WHAT NEEDS TO BE DONE —
Would you retype the whole listing exactly?
####
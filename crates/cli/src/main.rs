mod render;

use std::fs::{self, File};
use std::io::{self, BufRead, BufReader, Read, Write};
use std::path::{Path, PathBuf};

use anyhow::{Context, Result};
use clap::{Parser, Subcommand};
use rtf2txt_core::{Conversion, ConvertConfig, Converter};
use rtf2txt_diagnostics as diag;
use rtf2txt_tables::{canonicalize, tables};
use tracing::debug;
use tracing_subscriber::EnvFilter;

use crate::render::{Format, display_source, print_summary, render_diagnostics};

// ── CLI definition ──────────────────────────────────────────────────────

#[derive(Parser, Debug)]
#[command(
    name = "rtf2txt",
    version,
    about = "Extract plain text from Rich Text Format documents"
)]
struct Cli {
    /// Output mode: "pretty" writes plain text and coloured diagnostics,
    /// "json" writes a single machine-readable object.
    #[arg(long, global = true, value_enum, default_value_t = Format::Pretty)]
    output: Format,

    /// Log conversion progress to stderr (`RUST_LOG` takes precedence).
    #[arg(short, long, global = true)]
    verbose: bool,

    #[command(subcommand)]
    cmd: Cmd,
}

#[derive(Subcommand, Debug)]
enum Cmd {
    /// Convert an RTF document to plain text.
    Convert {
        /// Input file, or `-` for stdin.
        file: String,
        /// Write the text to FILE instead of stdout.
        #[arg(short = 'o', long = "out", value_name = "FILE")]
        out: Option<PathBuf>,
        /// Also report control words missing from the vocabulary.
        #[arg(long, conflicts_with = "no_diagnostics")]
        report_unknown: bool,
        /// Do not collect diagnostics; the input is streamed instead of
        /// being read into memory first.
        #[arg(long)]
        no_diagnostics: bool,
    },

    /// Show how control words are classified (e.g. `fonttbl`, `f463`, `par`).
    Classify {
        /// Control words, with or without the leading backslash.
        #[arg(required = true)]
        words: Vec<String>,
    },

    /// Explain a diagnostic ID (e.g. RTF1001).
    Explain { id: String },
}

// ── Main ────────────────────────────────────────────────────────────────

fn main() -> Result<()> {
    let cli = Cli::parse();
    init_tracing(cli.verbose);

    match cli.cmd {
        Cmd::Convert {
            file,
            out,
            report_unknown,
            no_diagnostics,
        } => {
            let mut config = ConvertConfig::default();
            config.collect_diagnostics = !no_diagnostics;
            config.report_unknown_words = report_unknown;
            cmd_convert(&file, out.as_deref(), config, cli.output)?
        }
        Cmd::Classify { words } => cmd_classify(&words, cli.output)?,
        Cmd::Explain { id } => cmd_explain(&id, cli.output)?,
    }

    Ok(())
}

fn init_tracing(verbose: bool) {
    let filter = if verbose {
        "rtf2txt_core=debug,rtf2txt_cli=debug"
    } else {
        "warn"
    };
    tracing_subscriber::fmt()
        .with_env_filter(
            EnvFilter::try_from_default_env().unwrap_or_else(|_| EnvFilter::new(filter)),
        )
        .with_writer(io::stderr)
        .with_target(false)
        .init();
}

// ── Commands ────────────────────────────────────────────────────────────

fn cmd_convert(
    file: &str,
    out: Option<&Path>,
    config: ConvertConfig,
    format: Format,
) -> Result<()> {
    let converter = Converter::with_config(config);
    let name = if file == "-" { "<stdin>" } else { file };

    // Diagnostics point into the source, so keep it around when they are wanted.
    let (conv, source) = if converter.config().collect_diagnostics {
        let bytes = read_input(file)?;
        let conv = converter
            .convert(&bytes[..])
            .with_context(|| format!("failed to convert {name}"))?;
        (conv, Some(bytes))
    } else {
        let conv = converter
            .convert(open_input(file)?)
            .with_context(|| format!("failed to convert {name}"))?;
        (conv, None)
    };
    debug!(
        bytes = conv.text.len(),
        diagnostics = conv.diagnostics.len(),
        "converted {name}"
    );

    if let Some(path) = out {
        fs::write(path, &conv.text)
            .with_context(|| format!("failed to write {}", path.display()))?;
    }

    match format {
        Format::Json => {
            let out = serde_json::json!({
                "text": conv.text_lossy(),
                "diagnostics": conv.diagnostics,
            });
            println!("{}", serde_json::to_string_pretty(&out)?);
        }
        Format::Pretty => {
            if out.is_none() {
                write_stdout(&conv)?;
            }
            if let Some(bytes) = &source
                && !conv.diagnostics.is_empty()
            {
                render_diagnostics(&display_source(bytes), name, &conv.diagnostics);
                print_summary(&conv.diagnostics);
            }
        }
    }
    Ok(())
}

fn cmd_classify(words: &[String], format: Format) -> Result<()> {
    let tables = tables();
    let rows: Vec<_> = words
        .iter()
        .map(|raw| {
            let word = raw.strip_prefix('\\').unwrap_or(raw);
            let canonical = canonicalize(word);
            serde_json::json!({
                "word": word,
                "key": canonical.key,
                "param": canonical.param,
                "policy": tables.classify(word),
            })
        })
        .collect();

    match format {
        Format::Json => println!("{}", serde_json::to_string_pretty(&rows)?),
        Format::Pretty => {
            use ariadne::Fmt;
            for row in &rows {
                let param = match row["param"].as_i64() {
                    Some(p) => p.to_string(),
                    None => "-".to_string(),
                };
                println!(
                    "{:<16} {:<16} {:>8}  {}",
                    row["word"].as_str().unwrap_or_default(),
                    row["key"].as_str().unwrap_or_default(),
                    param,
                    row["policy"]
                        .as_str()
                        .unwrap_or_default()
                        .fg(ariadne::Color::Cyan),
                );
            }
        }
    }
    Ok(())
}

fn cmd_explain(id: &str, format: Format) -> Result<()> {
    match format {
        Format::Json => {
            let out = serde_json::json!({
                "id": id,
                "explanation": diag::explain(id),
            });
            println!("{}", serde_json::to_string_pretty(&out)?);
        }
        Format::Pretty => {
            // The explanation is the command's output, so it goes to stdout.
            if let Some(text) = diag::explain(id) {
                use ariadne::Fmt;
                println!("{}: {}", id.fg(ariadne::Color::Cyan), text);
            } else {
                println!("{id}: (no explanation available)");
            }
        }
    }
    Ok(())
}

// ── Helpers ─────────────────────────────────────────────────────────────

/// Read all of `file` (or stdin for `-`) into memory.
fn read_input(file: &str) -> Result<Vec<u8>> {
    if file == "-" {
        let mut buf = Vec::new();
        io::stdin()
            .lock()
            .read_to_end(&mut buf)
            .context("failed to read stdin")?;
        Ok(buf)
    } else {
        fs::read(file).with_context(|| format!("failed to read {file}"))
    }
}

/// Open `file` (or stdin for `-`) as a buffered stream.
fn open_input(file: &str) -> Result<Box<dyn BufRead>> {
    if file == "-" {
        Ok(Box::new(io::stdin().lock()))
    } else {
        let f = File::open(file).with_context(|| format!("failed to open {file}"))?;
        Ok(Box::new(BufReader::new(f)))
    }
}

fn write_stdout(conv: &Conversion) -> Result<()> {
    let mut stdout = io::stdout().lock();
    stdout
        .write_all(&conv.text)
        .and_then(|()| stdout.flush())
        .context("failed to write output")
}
####
COMPLETED TASK —
filename crates/cli/src/main.rs
mod render;

use std::fs::{self, File};
use std::io::{self, BufRead, BufReader, Read, Write};
use std::path::{Path, PathBuf};

use anyhow::{Context, Result};
use clap::{Parser, Subcommand};
use rtf2txt_core::{Conversion, ConvertConfig, Converter};
use rtf2txt_diagnostics as diag;
use rtf2txt_tables::{canonicalize, tables};
use tracing::debug;
use tracing_subscriber::EnvFilter;

use crate::render::{Format, display_source, print_summary, render_diagnostics};

// ── CLI definition ──────────────────────────────────────────────────────

#[derive(Parser, Debug)]
#[command(
    name = "rtf2txt",
    version,
    about = "Extract plain text from Rich Text Format documents"
)]
struct Cli {
    /// Output mode: "pretty" writes plain text and coloured diagnostics,
    /// "json" writes a single machine-readable object.
    #[arg(long, global = true, value_enum, default_value_t = Format::Pretty)]
    output: Format,

    /// Log conversion progress to stderr (`RUST_LOG` takes precedence).
    #[arg(short, long, global = true)]
    verbose: bool,

    #[command(subcommand)]
    cmd: Cmd,
}

#[derive(Subcommand, Debug)]
enum Cmd {
    /// Convert an RTF document to plain text.
    Convert {
        /// Input file, or `-` for stdin.
        file: String,
        /// Write the text to FILE instead of stdout.
        #[arg(short = 'o', long = "out", value_name = "FILE")]
        out: Option<PathBuf>,
        /// Also report control words missing from the vocabulary.
        #[arg(long, conflicts_with = "no_diagnostics")]
        report_unknown: bool,
        /// Do not collect diagnostics; the input is streamed instead of
        /// being read into memory first.
        #[arg(long)]
        no_diagnostics: bool,
    },

    /// Show how control words are classified (e.g. `fonttbl`, `f463`, `par`).
    Classify {
        /// Control words, with or without the leading backslash.
        #[arg(required = true)]
        words: Vec<String>,
    },

    /// Explain a diagnostic ID (e.g. RTF1001).
    Explain { id: String },
}

// ── Main ────────────────────────────────────────────────────────────────

fn main() -> Result<()> {
    let cli = Cli::parse();
    init_tracing(cli.verbose);

    match cli.cmd {
        Cmd::Convert {
            file,
            out,
            report_unknown,
            no_diagnostics,
        } => {
            let mut config = ConvertConfig::default();
            config.collect_diagnostics = !no_diagnostics;
            config.report_unknown_words = report_unknown;
            cmd_convert(&file, out.as_deref(), config, cli.output)?
        }
        Cmd::Classify { words } => cmd_classify(&words, cli.output)?,
        Cmd::Explain { id } => cmd_explain(&id, cli.output)?,
    }

    Ok(())
}

fn init_tracing(verbose: bool) {
    let filter = if verbose {
        "rtf2txt_core=debug,rtf2txt_cli=debug"
    } else {
        "warn"
    };
    tracing_subscriber::fmt()
        .with_env_filter(
            EnvFilter::try_from_default_env().unwrap_or_else(|_| EnvFilter::new(filter)),
        )
        .with_writer(io::stderr)
        .with_target(false)
        .init();
}

// ── Commands ────────────────────────────────────────────────────────────

fn cmd_convert(
    file: &str,
    out: Option<&Path>,
    config: ConvertConfig,
    format: Format,
) -> Result<()> {
    let converter = Converter::with_config(config);
    let name = if file == "-" { "<stdin>" } else { file };

    // Diagnostics point into the source, so keep it around when they are wanted.
    let (conv, source) = if converter.config().collect_diagnostics {
        let bytes = read_input(file)?;
        let conv = converter
            .convert(&bytes[..])
            .with_context(|| format!("failed to convert {name}"))?;
        (conv, Some(bytes))
    } else {
        let conv = converter
            .convert(open_input(file)?)
            .with_context(|| format!("failed to convert {name}"))?;
        (conv, None)
    };
    debug!(
        bytes = conv.text.len(),
        diagnostics = conv.diagnostics.len(),
        "converted {name}"
    );

    if let Some(path) = out {
        fs::write(path, &conv.text)
            .with_context(|| format!("failed to write {}", path.display()))?;
    }

    match format {
        Format::Json => {
            let out = serde_json::json!({
                "text": conv.text_lossy(),
                "diagnostics": conv.diagnostics,
            });
            println!("{}", serde_json::to_string_pretty(&out)?);
        }
        Format::Pretty => {
            if out.is_none() {
                write_stdout(&conv)?;
            }
            if let Some(bytes) = &source
                && !conv.diagnostics.is_empty()
            {
                render_diagnostics(&display_source(bytes), name, &conv.diagnostics);
                print_summary(&conv.diagnostics);
            }
        }
    }
    Ok(())
}

fn cmd_classify(words: &[String], format: Format) -> Result<()> {
    let tables = tables();
    let rows: Vec<_> = words
        .iter()
        .map(|raw| {
            let word = raw.strip_prefix('\\').unwrap_or(raw);
            let canonical = canonicalize(word);
            serde_json::json!({
                "word": word,
                "key": canonical.key,
                "param": canonical.param,
                "policy": tables.classify(word),
            })
        })
        .collect();

    match format {
        Format::Json => println!("{}", serde_json::to_string_pretty(&rows)?),
        Format::Pretty => {
            use ariadne::Fmt;
            for row in &rows {
                let param = match row["param"].as_i64() {
                    Some(p) => p.to_string(),
                    None => "-".to_string(),
                };
                println!(
                    "{:<16} {:<16} {:>8}  {}",
                    row["word"].as_str().unwrap_or_default(),
                    row["key"].as_str().unwrap_or_default(),
                    param,
                    row["policy"]
                        .as_str()
                        .unwrap_or_default()
                        .fg(ariadne::Color::Cyan),
                );
            }
        }
    }
    Ok(())
}

fn cmd_explain(id: &str, format: Format) -> Result<()> {
    match format {
        Format::Json => {
            let out = serde_json::json!({
                "id": id,
                "explanation": diag::explain(id),
            });
            println!("{}", serde_json::to_string_pretty(&out)?);
        }
        Format::Pretty => {
            // The explanation is the command's output, so it goes to stdout.
            if let Some(text) = diag::explain(id) {
                use ariadne::Fmt;
                println!("{}: {}", id.fg(ariadne::Color::Cyan), text);
            } else {
                println!("{id}: (no explanation available)");
            }
        }
    }
    Ok(())
}

// ── Helpers ─────────────────────────────────────────────────────────────

/// Read all of `file` (or stdin for `-`) into memory.
fn read_input(file: &str) -> Result<Vec<u8>> {
    if file == "-" {
        let mut buf = Vec::new();
        io::stdin()
            .lock()
            .read_to_end(&mut buf)
            .context("failed to read stdin")?;
        Ok(buf)
    } else {
        fs::read(file).with_context(|| format!("failed to read {file}"))
    }
}

/// Open `file` (or stdin for `-`) as a buffered stream.
fn open_input(file: &str) -> Result<Box<dyn BufRead>> {
    if file == "-" {
        Ok(Box::new(io::stdin().lock()))
    } else {
        let f = File::open(file).with_context(|| format!("failed to open {file}"))?;
        Ok(Box::new(BufReader::new(f)))
    }
}

fn write_stdout(conv: &Conversion) -> Result<()> {
    let mut stdout = io::stdout().lock();
    stdout
        .write_all(&conv.text)
        .and_then(|()| stdout.flush())
        .context("failed to write output")
}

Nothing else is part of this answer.